WHAT YOU HAVE TO DO: Restate word for word the lines of the material below, from the line with "number as an" to the line with "fn visit_u64<E: de::Error>(self, value: u64)", both lines included, and no others.

LISTED ENTRIES:
use std::sync::Arc;

/// Epoch-scoped immutable snapshot shared with every partition of a round.
///
/// Published exactly once per round; every clone observes the same underlying
/// value, so partitions can never see a half-updated state. A new snapshot is
/// only installed by the coordinator between rounds.
#[derive(Debug)]
pub struct Broadcast<T>(Arc<T>);

impl<T> Broadcast<T> {
    /// Publishes a value as a shared read-only snapshot.
    pub fn publish(value: T) -> Self {
        Self(Arc::new(value))
    }

    /// Returns the broadcast value.
    pub fn value(&self) -> &T {
        &self.0
    }
}

impl<T> Clone for Broadcast<T> {
    fn clone(&self) -> Self {
        Self(Arc::clone(&self.0))
    }
}
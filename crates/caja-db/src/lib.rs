//! # caja-db: Database Layer for Caja POS
//!
//! This crate provides database access for the Caja POS system.
//! It uses SQLite for local storage with sqlx for async operations.
//!
//! ## Architecture Position
//! ```text
//! ┌─────────────────────────────────────────────────────────────────────────┐
//! │                         Caja POS Data Flow                              │
//! │                                                                         │
//! │  HTTP Handler (POST /sale/registrar-venta)                             │
//! │       │                                                                 │
//! │       ▼                                                                 │
//! │  ┌─────────────────────────────────────────────────────────────────┐   │
//! │  │                      caja-db (THIS CRATE)                       │   │
//! │  │                                                                 │   │
//! │  │   ┌───────────────┐    ┌───────────────┐    ┌──────────────┐  │   │
//! │  │   │   Database    │    │  Repositories │    │  Migrations  │  │   │
//! │  │   │   (pool.rs)   │    │ (repository/) │    │  (embedded)  │  │   │
//! │  │   │               │    │               │    │              │  │   │
//! │  │   │ SqlitePool    │    │ BranchRepo    │    │ 001_init.sql │  │   │
//! │  │   │ Connection    │◄───│ SaleRepo      │    │ ...          │  │   │
//! │  │   │ Management    │    │ ProductRepo   │    │              │  │   │
//! │  │   └───────────────┘    └───────────────┘    └──────────────┘  │   │
//! │  │                                                                 │   │
//! │  └─────────────────────────────────────────────────────────────────┘   │
//! │       │                                                                 │
//! │       ▼                                                                 │
//! │  ┌─────────────────────────────────────────────────────────────────┐   │
//! │  │                     SQLite Database                             │   │
//! │  │                     ./data/caja.db (WAL)                        │   │
//! │  └─────────────────────────────────────────────────────────────────┘   │
//! └─────────────────────────────────────────────────────────────────────────┘
//! ```
//!
//! ## Module Organization
//!
//! - [`pool`] - Connection pool creation and configuration
//! - [`migrations`] - Embedded database migrations
//! - [`error`] - Database error types and transient/permanent classification
//! - [`repository`] - Repository implementations (branch, user, client, ...)
//!
//! ## Usage
//!
//! ```rust,ignore
//! use caja_db::{Database, DbConfig};
//!
//! // Create database with default config (runs migrations)
//! let config = DbConfig::new("data/caja.db");
//! let db = Database::new(config).await?;
//!
//! // Use repositories
//! let branches = db.branches().list_all().await?;
//! ```

// =============================================================================
// Module Declarations
// =============================================================================

pub mod error;
pub mod migrations;
pub mod pool;
pub mod repository;

// =============================================================================
// Re-exports
// =============================================================================

pub use error::{DbError, DbResult};
pub use pool::{Database, DbConfig};

// Repository re-exports for convenience
pub use repository::branch::BranchRepository;
pub use repository::client::ClientRepository;
pub use repository::product::ProductRepository;
pub use repository::sale::SaleRepository;
pub use repository::user::{UserCredentials, UserRepository};
impl SaleRepository {
    /// Creates a new SaleRepository.
    pub fn new(pool: SqlitePool) -> Self {
        SaleRepository { pool }
    }

    /// Allocates the next document number.
    ///
    /// ## How It Works
    /// One UPDATE..RETURNING against the single `document_sequence` row.
    /// SQLite serializes writers, so two tills asking at once get distinct
    /// numbers — no read-max-then-increment race.
    ///
    /// The MAX() against existing sales keeps the sequence ahead of any
    /// rows that predate it (restored backups, manual inserts): with no
    /// sales the first number is 1; with a highest sale of 41 the next
    /// is 42.
    pub async fn next_document_number(&self) -> DbResult<i64> {
        let number = sqlx::query_scalar::<_, i64>(
            r#"
            UPDATE document_sequence
            SET value = MAX(value, (SELECT COALESCE(MAX(document_number), 0) FROM sale)) + 1
            WHERE id = 1
            RETURNING value
            "#,
        )
        .fetch_one(&self.pool)
        .await?;

        debug!(document_number = %number, "Allocated document number");
        Ok(number)
    }

    /// Registers one sale line and debits the matching branch stock.
    ///
    /// ## Atomicity
    /// Insert and decrement run in one transaction. If the (product, branch)
    /// inventory row does not exist, the whole registration rolls back and
    /// no sale row survives.
    ///
    /// No stock floor is enforced here; a till may oversell and the
    /// quantity goes negative (counted stock corrects it later).
    ///
    /// ## Errors
    /// * `DbError::NotFound` - No inventory row for (product, branch)
    /// * `DbError::ForeignKeyViolation` - client/user/branch/product ID unknown
    pub async fn register(&self, sale: &NewSale) -> DbResult<()> {
        debug!(
            document_number = %sale.document_number,
            product_id = %sale.product_id,
            quantity = %sale.quantity,
            "Registering sale line"
        );

        let mut tx = self.pool.begin().await?;

        sqlx::query(
            r#"
            INSERT INTO sale (
                client_id, user_id, branch_id, product_id,
                document_number, cantidad_producto, total, date, payment_method
            ) VALUES (?1, ?2, ?3, ?4, ?5, ?6, ?7, ?8, ?9)
            "#,
        )
        .bind(sale.client_id)
        .bind(sale.user_id)
        .bind(sale.branch_id)
        .bind(sale.product_id)
        .bind(sale.document_number)
        .bind(sale.quantity)
        .bind(sale.total)
        .bind(&sale.date)
        .bind(sale.payment_method.as_deref())
        .execute(&mut *tx)
        .await?;

        let debited = sqlx::query(
            r#"
            UPDATE product_branch
            SET stock_quantity = stock_quantity - ?3
            WHERE product_id = ?1 AND branch_id = ?2
            "#,
        )
        .bind(sale.product_id)
        .bind(sale.branch_id)
        .bind(sale.quantity)
        .execute(&mut *tx)
        .await?;

        if debited.rows_affected() == 0 {
            // Dropping the transaction rolls the insert back
            return Err(DbError::not_found(
                "ProductBranch",
                format!("{}/{}", sale.product_id, sale.branch_id),
            ));
        }

        tx.commit().await?;
        Ok(())
    }

    /// Reverses every line of a document, restoring stock per line.
    ///
    /// Returns the number of lines reversed.
    ///
    /// ## Atomicity
    /// All deletes and restocks commit together. A line whose inventory row
    /// has meanwhile vanished is logged and skipped (the delete still
    /// happens — there is nothing left to restock).
    ///
    /// ## Errors
    /// * `DbError::NotFound` - No sale rows carry this document number
    pub async fn reverse(&self, document_number: i64) -> DbResult<u64> {
        debug!(document_number = %document_number, "Reversing sale");

        let mut tx = self.pool.begin().await?;

        let lines = sqlx::query_as::<_, Sale>(
            r#"
            SELECT id, client_id, user_id, branch_id, product_id,
                   document_number, cantidad_producto, total, date,
                   payment_method, print_count
            FROM sale
            WHERE document_number = ?1
            "#,
        )
        .bind(document_number)
        .fetch_all(&mut *tx)
        .await?;

        if lines.is_empty() {
            return Err(DbError::not_found(
                "Sale",
                format_document_number(document_number),
            ));
        }

        for line in &lines {
            sqlx::query("DELETE FROM sale WHERE id = ?1")
                .bind(line.id)
                .execute(&mut *tx)
                .await?;

            let restocked = sqlx::query(
                r#"
                UPDATE product_branch
                SET stock_quantity = stock_quantity + ?3
                WHERE product_id = ?1 AND branch_id = ?2
                "#,
            )
            .bind(line.product_id)
            .bind(line.branch_id)
            .bind(line.quantity)
            .execute(&mut *tx)
            .await?;

            if restocked.rows_affected() == 0 {
                warn!(
                    product_id = %line.product_id,
                    branch_id = %line.branch_id,
                    "No inventory row to restock for reversed sale line"
                );
            }
        }

        tx.commit().await?;
        Ok(lines.len() as u64)
    }

    /// Receipt detail lines for one document.
    ///
    /// Joins each sale line to its product and to the inventory row of the
    /// branch the sale happened in, so the listed price is that branch's.
    pub async fn details(&self, document_number: i64) -> DbResult<Vec<SaleDetailLine>> {
        let lines = sqlx::query_as::<_, SaleDetailLine>(
            r#"
            SELECT
                product.name AS producto,
                product_branch.price AS precio,
                sale.cantidad_producto AS cantidad,
                sale.document_number AS numero_documento,
                sale.total AS subtotal
            FROM sale
            JOIN product ON sale.product_id = product.id
            JOIN product_branch ON sale.product_id = product_branch.product_id
                               AND sale.branch_id = product_branch.branch_id
            WHERE sale.document_number = ?1
            ORDER BY sale.id
            "#,
        )
        .bind(document_number)
        .fetch_all(&self.pool)
        .await?;

        Ok(lines)
    }

    /// Receipt lines for printing, counting the print.
    ///
    /// ## Side Effect
    /// Increments `print_count` on every line of the document, in the same
    /// transaction as the read. A document nobody can read is never counted
    /// as printed.
    ///
    /// ## Errors
    /// * `DbError::NotFound` - No sale rows carry this document number
    pub async fn print_lines(&self, document_number: i64) -> DbResult<Vec<SalePrintLine>> {
        let mut tx = self.pool.begin().await?;

        let lines = sqlx::query_as::<_, SalePrintLine>(
            r#"
            SELECT
                sale.document_number,
                product.name AS product_name,
                product_branch.price AS unit_price,
                sale.cantidad_producto AS quantity
            FROM sale
            JOIN product ON sale.product_id = product.id
            JOIN product_branch ON sale.product_id = product_branch.product_id
                               AND sale.branch_id = product_branch.branch_id
            WHERE sale.document_number = ?1
            ORDER BY sale.id
            "#,
        )
        .bind(document_number)
        .fetch_all(&mut *tx)
        .await?;

        if lines.is_empty() {
            return Err(DbError::not_found(
                "Sale",
                format_document_number(document_number),
            ));
        }

        sqlx::query(
            r#"
            UPDATE sale SET print_count = print_count + 1
            WHERE document_number = ?1
            "#,
        )
        .bind(document_number)
        .execute(&mut *tx)
        .await?;

        tx.commit().await?;
        Ok(lines)
    }

    /// Sales of one calendar day, aggregated per document.
    ///
    /// `date` must be a `YYYY-MM-DD` string; matching is by prefix against
    /// the stored `YYYY-MM-DD HH:MM:SS` timestamps. One row per document:
    /// summed total, earliest line timestamp, cashier and customer names.
    pub async fn daily_summaries(&self, date: &str) -> DbResult<Vec<DailySaleSummary>> {
        let pattern = format!("{}%", date);

        let summaries = sqlx::query_as::<_, DailySaleSummary>(
            r#"
            SELECT
                u.username AS usuario,
                c.name AS cliente,
                sale.document_number AS numero_documento,
                MIN(sale.date) AS primer_fecha,
                SUM(sale.total) AS total_venta,
                sale.payment_method
            FROM sale
            JOIN users u ON sale.user_id = u.id
            JOIN client c ON sale.client_id = c.id
            WHERE sale.date LIKE ?1
            GROUP BY sale.document_number
            ORDER BY sale.document_number DESC
            "#,
        )
        .bind(&pattern)
        .fetch_all(&self.pool)
        .await?;

        Ok(summaries)
    }

    /// Grand total of one calendar day's sales.
    ///
    /// ## Returns
    /// * `Ok(Some(total))` - At least one sale that day
    /// * `Ok(None)` - No sales that day (SUM over zero rows is NULL)
    pub async fn total_for_day(&self, date: &str) -> DbResult<Option<f64>> {
        let pattern = format!("{}%", date);

        let total = sqlx::query_scalar::<_, Option<f64>>(
            r#"
            SELECT SUM(total) FROM sale WHERE date LIKE ?1
            "#,
        )
        .bind(&pattern)
        .fetch_one(&self.pool)
        .await?;

        Ok(total)
    }
}
//! User routes (`/user`).
//!
//! Passwords never travel past this module: `adduser` and the update route
//! hash them before the repository sees anything, and the row types that
//! come back carry no password column at all.

use axum::extract::{Path, State};
use axum::http::StatusCode;
use axum::routing::{get, post, put};
use axum::{Json, Router};
use serde_json::{json, Value};

use caja_core::validation::validate_required_text;
use caja_core::{NewUser, RecordState, User, UserUpdate};
use caja_db::DbError;

use crate::auth;
use crate::error::{ApiError, ApiResult};
use crate::state::AppState;

pub fn router() -> Router<AppState> {
    Router::new()
        .route("/adduser", post(add_user))
        .route("/allusers", get(all_users))
        .route("/:id", put(update_user))
        .route("/:id/activate", put(activate_user))
        .route("/:id/disable", put(disable_user))
}

async fn add_user(
    State(state): State<AppState>,
    Json(payload): Json<NewUser>,
) -> ApiResult<(StatusCode, Json<User>)> {
    let username = validate_required_text("username", &payload.username)?;
    validate_required_text("password", &payload.password)?;
    let role = validate_required_text("role", payload.role.as_deref().unwrap_or(""))?;

    let password_hash = auth::hash_password(&payload.password)?;

    let repo = state.db.users();
    let user = state
        .retry
        .run("add user", || {
            repo.create(&username, &password_hash, &role)
        })
        .await?;

    Ok((StatusCode::CREATED, Json(user)))
}

// Also served at the root as GET /user
pub(crate) async fn all_users(State(state): State<AppState>) -> ApiResult<Json<Vec<User>>> {
    let repo = state.db.users();
    let users = state.retry.run("list users", || repo.list_all()).await?;

    Ok(Json(users))
}

async fn update_user(
    State(state): State<AppState>,
    Path(id): Path<i64>,
    Json(changes): Json<UserUpdate>,
) -> ApiResult<Json<User>> {
    // An absent or blank password means "keep the current one"
    let password_hash = match changes.password.as_deref() {
        Some(password) if !password.trim().is_empty() => Some(auth::hash_password(password)?),
        _ => None,
    };

    let repo = state.db.users();
    let user = state
        .retry
        .run("update user", || {
            repo.update(
                id,
                changes.username.as_deref(),
                password_hash.as_deref(),
                changes.role.as_deref(),
            )
        })
        .await
        .map_err(user_not_found)?;

    Ok(Json(user))
}

async fn activate_user(
    State(state): State<AppState>,
    Path(id): Path<i64>,
) -> ApiResult<Json<Value>> {
    let repo = state.db.users();
    state
        .retry
        .run("activate user", || repo.set_state(id, RecordState::Active))
        .await
        .map_err(user_not_found)?;

    Ok(Json(json!({ "message": "Usuario activado correctamente" })))
}

async fn disable_user(
    State(state): State<AppState>,
    Path(id): Path<i64>,
) -> ApiResult<Json<Value>> {
    let repo = state.db.users();
    state
        .retry
        .run("disable user", || repo.set_state(id, RecordState::Disable))
        .await
        .map_err(user_not_found)?;

    Ok(Json(json!({ "message": "Usuario desactivado correctamente" })))
}

fn user_not_found(err: DbError) -> ApiError {
    match err {
        DbError::NotFound { .. } => ApiError::NotFound("Usuario no encontrado".to_string()),
        err => ApiError::Database(err),
    }
}
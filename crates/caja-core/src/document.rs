//! # Document Numbers
//!
//! Formatting and parsing for sale document numbers.
//!
//! ## What Is a Document Number?
//! ```text
//! ┌─────────────────────────────────────────────────────────────────────────┐
//! │                       Document Number                                   │
//! │                                                                         │
//! │   One customer transaction = one receipt = one document number.        │
//! │   A receipt covering three products produces three Sale rows, all      │
//! │   stamped with the SAME document number:                               │
//! │                                                                         │
//! │        sale.id  product     document_number                            │
//! │        ───────  ──────────  ───────────────                            │
//! │          17     Leche 1L      000000042                                │
//! │          18     Pan           000000042                                │
//! │          19     Azúcar 1kg    000000042                                │
//! │                                                                         │
//! │   Storage: INTEGER (42)    •    Wire: "000000042" (9-digit, padded)    │
//! └─────────────────────────────────────────────────────────────────────────┘
//! ```
//!
//! Numbers are allocated by the database (atomic increment-and-return, see
//! caja-db). This module only converts between the stored integer and the
//! padded string the API exposes.

use serde::de::{self, Visitor};
use serde::{Deserializer, Serializer};
use std::fmt;

use crate::error::{ValidationError, ValidationResult};

/// Width of the padded wire representation.
pub const DOCUMENT_NUMBER_WIDTH: usize = 9;

// =============================================================================
// Formatting
// =============================================================================

/// Renders a document number as the 9-digit zero-padded receipt identifier.
///
/// ## Example
/// ```rust
/// use caja_core::document::format_document_number;
///
/// assert_eq!(format_document_number(42), "000000042");
/// assert_eq!(format_document_number(1), "000000001");
/// ```
///
/// Numbers past 999,999,999 simply widen; nothing truncates.
pub fn format_document_number(number: i64) -> String {
    format!("{number:0width$}", width = DOCUMENT_NUMBER_WIDTH)
}

/// Serde helper: serialize an `i64` document-number field as its padded form.
///
/// Used by the view types so every response renders receipts the way they
/// print: `"document_number": "000000042"`, never a bare `42`.
pub fn serialize_padded<S>(number: &i64, serializer: S) -> Result<S::Ok, S::Error>
where
    S: Serializer,
{
    serializer.serialize_str(&format_document_number(*number))
}

/// Serde helper: deserialize a document number from either a JSON integer or
/// a (possibly padded) string.
///
/// The till echoes back whichever form it last saw, so `42` and
/// `"000000042"` must both land as `42`.
pub fn deserialize_document_number<'de, D>(deserializer: D) -> Result<i64, D::Error>
where
    D: Deserializer<'de>,
{
    struct DocumentNumberVisitor;

    impl Visitor<'_> for DocumentNumberVisitor {
        type Value = i64;

        fn expecting(&self, formatter: &mut fmt::Formatter<'_>) -> fmt::Result {
            formatter.write_str("a document number as an integer or digit string")
        }

        fn visit_i64<E: de::Error>(self, value: i64) -> Result<i64, E> {
            Ok(value)
        }

        fn visit_u64<E: de::Error>(self, value: u64) -> Result<i64, E> {
            i64::try_from(value).map_err(|_| E::custom("document number out of range"))
        }

        fn visit_str<E: de::Error>(self, value: &str) -> Result<i64, E> {
            parse_document_number(value).map_err(E::custom)
        }
    }

    deserializer.deserialize_any(DocumentNumberVisitor)
}

// =============================================================================
// Parsing
// =============================================================================

/// Parses a document number from its wire form.
///
/// Accepts both the padded form ("000000042") and a plain integer ("42").
///
/// ## Rules
/// - Must not be empty
/// - Must be all digits (an integer ≥ 1)
///
/// ## Example
/// ```rust
/// use caja_core::document::parse_document_number;
///
/// assert_eq!(parse_document_number("000000042").unwrap(), 42);
/// assert_eq!(parse_document_number("42").unwrap(), 42);
/// assert!(parse_document_number("recibo-42").is_err());
/// ```
pub fn parse_document_number(raw: &str) -> ValidationResult<i64> {
    let raw = raw.trim();

    if raw.is_empty() {
        return Err(ValidationError::Required {
            field: "document_number".to_string(),
        });
    }

    let number: i64 = raw.parse().map_err(|_| ValidationError::InvalidFormat {
        field: "document_number".to_string(),
        reason: "must be a whole number".to_string(),
    })?;

    if number < 1 {
        return Err(ValidationError::MustBePositive {
            field: "document_number".to_string(),
        });
    }

    Ok(number)
}

// =============================================================================
// Unit Tests
// =============================================================================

ANSWER BELOW:
            formatter.write_str("a document number as an integer or digit string")
        }

        fn visit_i64<E: de::Error>(self, value: i64) -> Result<i64, E> {
            Ok(value)
        }

        fn visit_u64<E: de::Error>(self, value: u64) -> Result<i64, E> {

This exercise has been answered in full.